Search the data below for "bail"; list each line that holds it.

—————

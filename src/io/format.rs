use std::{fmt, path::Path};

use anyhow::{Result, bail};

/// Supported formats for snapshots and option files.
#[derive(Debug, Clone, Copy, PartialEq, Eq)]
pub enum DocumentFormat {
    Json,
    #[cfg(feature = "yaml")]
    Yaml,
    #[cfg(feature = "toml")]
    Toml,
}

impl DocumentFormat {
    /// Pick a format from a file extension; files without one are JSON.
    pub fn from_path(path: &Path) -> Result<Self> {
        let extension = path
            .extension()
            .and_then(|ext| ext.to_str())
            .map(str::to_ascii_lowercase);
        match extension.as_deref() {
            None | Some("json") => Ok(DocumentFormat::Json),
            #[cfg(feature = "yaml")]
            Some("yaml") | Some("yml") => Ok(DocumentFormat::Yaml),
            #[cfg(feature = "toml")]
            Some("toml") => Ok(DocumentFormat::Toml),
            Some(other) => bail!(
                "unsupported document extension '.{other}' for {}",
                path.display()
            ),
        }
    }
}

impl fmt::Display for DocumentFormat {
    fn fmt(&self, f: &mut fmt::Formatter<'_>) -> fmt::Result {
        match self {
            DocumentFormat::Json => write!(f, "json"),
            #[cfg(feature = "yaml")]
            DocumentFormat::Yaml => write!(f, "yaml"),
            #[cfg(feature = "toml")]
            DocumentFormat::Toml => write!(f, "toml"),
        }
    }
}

—————

ANSWER SPACE
use anyhow::{Result, bail};
            Some(other) => bail!(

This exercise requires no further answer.